THE DIRTY HALF DOZEN
CHAD: Soldier Boyz is the perfect amalgamation of all those amazing early 90’s gangster/school movies with the military rescue genre. Dudikoff’s recruits people for his mission based on their gimmicks. He must have had a checklist of stereotypes that he had to hit before he could board the plane for Vietnam. He’s got the black thug, the Hispanic thug, the white supremacist, the big rapist, the “innocent” Jew, and the tough Latina. I never remembered that these people all came from a youth penitentiary, which makes the fact that they’re going on somewhat of a suicide mission even worse. The attempt is made to make each of the crew somewhat sympathetic to the audience but I generally didn’t care about any of the characters. It’s hard to make a bunch of gangbangers, neo-nazis and rapists into sympathetic on screen characters. The other thing that is hilarious while watching Soldier Boyz is how the team goes from trying to kill one another to fully invested in the mission in a matter of hours. Maybe Dudi is that good at training people! A few of the characters pick up the soldiering ways right away and a couple of the others still do the old “gangbanger shooting” style where you hold the rifle in one extended arm like an idiot. While probably more realistic, since these guys wouldn’t know how to use these weapons, it makes mission success much less likely. I guess if you’re looking for realism and watching Soldier Boyz then you’re already barking up the wrong tree.

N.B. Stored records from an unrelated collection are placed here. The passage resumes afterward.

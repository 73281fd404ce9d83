//! Malla - a headless editor core for curriculum map diagrams
//!
//! This library maintains a directed graph of courses partitioned into
//! ordered semester lanes, the way a swimlane diagram editor would: a
//! transactional graph model with undo and redo, a prerequisite-ordering
//! validator, a pool layout that keeps every lane the same length, an
//! editing session that turns user gestures into transactions, and a
//! serialization adapter for the host page's `go.GraphLinksModel` JSON.
//!
//! The crate renders nothing and binds to no UI toolkit; a host embeds it
//! and draws whatever the published document describes.
//!
//! # Examples
//!
//! ```rust
//! use malla::config::AppConfig;
//! use malla::document::{Document, Host};
//! use malla::session::EditorSession;
//!
//! /// Receives the serialized document after every finished transaction.
//! struct FormField;
//!
//! impl Host for FormField {
//!     fn document_changed(&mut self, document: &Document) {
//!         let _json = document.to_json().expect("Failed to serialize");
//!     }
//! }
//!
//! let mut session =
//!     EditorSession::load(AppConfig::default(), Document::seed(), Box::new(FormField))
//!         .expect("Failed to load session");
//!
//! let key = session
//!     .add_course(None)
//!     .expect("Failed to add course")
//!     .expect("Document has no lanes");
//! session
//!     .edit_course_text(key, "Cálculo I")
//!     .expect("Failed to rename course");
//!
//! assert!(session.can_undo());
//! session.teardown();
//! ```

pub mod config;
pub mod document;
pub mod layout;
pub mod model;
pub mod session;
pub mod validate;

mod error;

pub use malla_core::{color, geometry, key, semantic};

pub use error::MallaError;
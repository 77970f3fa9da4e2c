use anyhow::{bail, Context, Result};
use std::fs;
use std::path::Path;
use tracing::warn;

use crate::model::CompromiseRecord;

/// Accepted header names for the version-range column, checked in order.
const RANGE_HEADERS: [&str; 4] = ["version_range", "versions", "range", "version"];

/// Reads a compromised-package advisory list from a CSV file.
///
/// The first row is a header; lookup is case-insensitive. A `package`
/// column is required, the range column may use any name from
/// `RANGE_HEADERS`, and a `notes` column is optional. Record order
/// follows row order.
pub fn load_advisories(path: &Path) -> Result<Vec<CompromiseRecord>> {
    let content = fs::read_to_string(path)
        .with_context(|| format!("failed to read advisory list: {}", path.display()))?;
    parse_advisories(&content)
        .with_context(|| format!("failed to parse advisory list: {}", path.display()))
}

fn parse_advisories(content: &str) -> Result<Vec<CompromiseRecord>> {
    let mut lines = content.lines().enumerate();

    let header = loop {
        match lines.next() {
            Some((_, line)) if line.trim().is_empty() => continue,
            Some((_, line)) => break parse_row(line),
            None => bail!("advisory list is empty"),
        }
    };

    let columns: Vec<String> = header.iter().map(|h| h.trim().to_lowercase()).collect();
    let package_col = columns
        .iter()
        .position(|c| c == "package")
        .context("advisory list has no 'package' column")?;
    let range_col = RANGE_HEADERS
        .iter()
        .find_map(|name| columns.iter().position(|c| c == name));
    let notes_col = columns.iter().position(|c| c == "notes");

    let mut records = Vec::new();
    for (line_no, line) in lines {
        if line.trim().is_empty() {
            continue;
        }
        let fields = parse_row(line);

        let field = |col: Option<usize>| {
            col.and_then(|i| fields.get(i))
                .map(|f| f.trim().to_string())
                .unwrap_or_default()
        };

        let package = field(Some(package_col));
        if package.is_empty() {
            warn!(line = line_no + 1, "advisory row without package name");
        }

        let notes = Some(field(notes_col)).filter(|n| !n.is_empty());

        records.push(CompromiseRecord {
            package,
            version_range: field(range_col),
            notes,
        });
    }

    Ok(records)
}

/// Splits one CSV row. Fields may be quoted; quoted fields may contain
/// commas and doubled quotes.
fn parse_row(line: &str) -> Vec<String> {
    let mut fields = Vec::new();
    let mut current = String::new();
    let mut in_quotes = false;
    let mut chars = line.chars().peekable();

    while let Some(c) = chars.next() {
        match c {
            '"' if in_quotes => {
                if chars.peek() == Some(&'"') {
                    current.push('"');
                    chars.next();
                } else {
                    in_quotes = false;
                }
            }
            '"' => in_quotes = true,
            ',' if !in_quotes => {
                fields.push(std::mem::take(&mut current));
            }
            _ => current.push(c),
        }
    }
    fields.push(current);
    fields
}
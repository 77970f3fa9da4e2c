//! Input loading: the lockfile JSON and the advisory CSV.
//!
//! These are the thin collaborator surfaces around the matching engine —
//! all they do is get two files off disk and into memory.

pub mod advisories;
pub mod lockfile;

pub use advisories::load_advisories;
pub use lockfile::{load_lockfile, Lockfile};
use serde::{Deserialize, Serialize};

/// One row of the compromised-package advisory list.
#[derive(Debug, Clone, PartialEq, Eq, Serialize, Deserialize)]
pub struct CompromiseRecord {
    /// Exact package name, case-sensitive.
    pub package: String,
    /// Raw declared range. Empty means every version is compromised.
    #[serde(default)]
    pub version_range: String,
    /// Free-text context (advisory id, incident link, ...).
    #[serde(skip_serializing_if = "Option::is_none")]
    pub notes: Option<String>,
}

impl CompromiseRecord {
    pub fn new(package: impl Into<String>, version_range: impl Into<String>) -> Self {
        Self {
            package: package.into(),
            version_range: version_range.into(),
            notes: None,
        }
    }

    pub fn with_notes(mut self, notes: impl Into<String>) -> Self {
        self.notes = Some(notes.into());
        self
    }
}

CTB: Soldier Boyz really wanted to be an updated version of The Dirty Dozen but found out that is easier said than done. Lee Marvin’s character in The Dirty Dozen recruited his men from a military prison, so each of the characters already had military training and combat experience making it more believable they could succeed at their mission. The Dirty Dozen also had a 2 hour and 30 minute runtime so they were able to develop the characters more and spend more time getting them from prisoners with no future into an elite fighting force. Soldier Boyz had to tell their tale in 90 minutes, so the characters were simple stereotypes that would be easy for the audience to follow and the inexperienced actors to portray. The runtime also meant they were going to need a montage or an overnight transformation for this crew of ne’er do wells to be ready to take on Vinh Moc’s forces. Could the movie have been longer? Sure, but with Soldier Boyz I think the term “less is more” comes into play. As much as it wanted to be The Dirty Dozen, it was a different time in Hollywood from when that classic film was made. Soldier Boyz was never designed to be a widely distributed theatrical release. It was meant to be a mindless action movie to fill some time on a premium cable network and a fresh video on the shelf for some action lovers to rent. If you overthink Soldier Boyz you will not enjoy it. But if you go along for the ride with Michael Dudikoff and Cary-Hiroyuki Tagawa you’ll be just fine.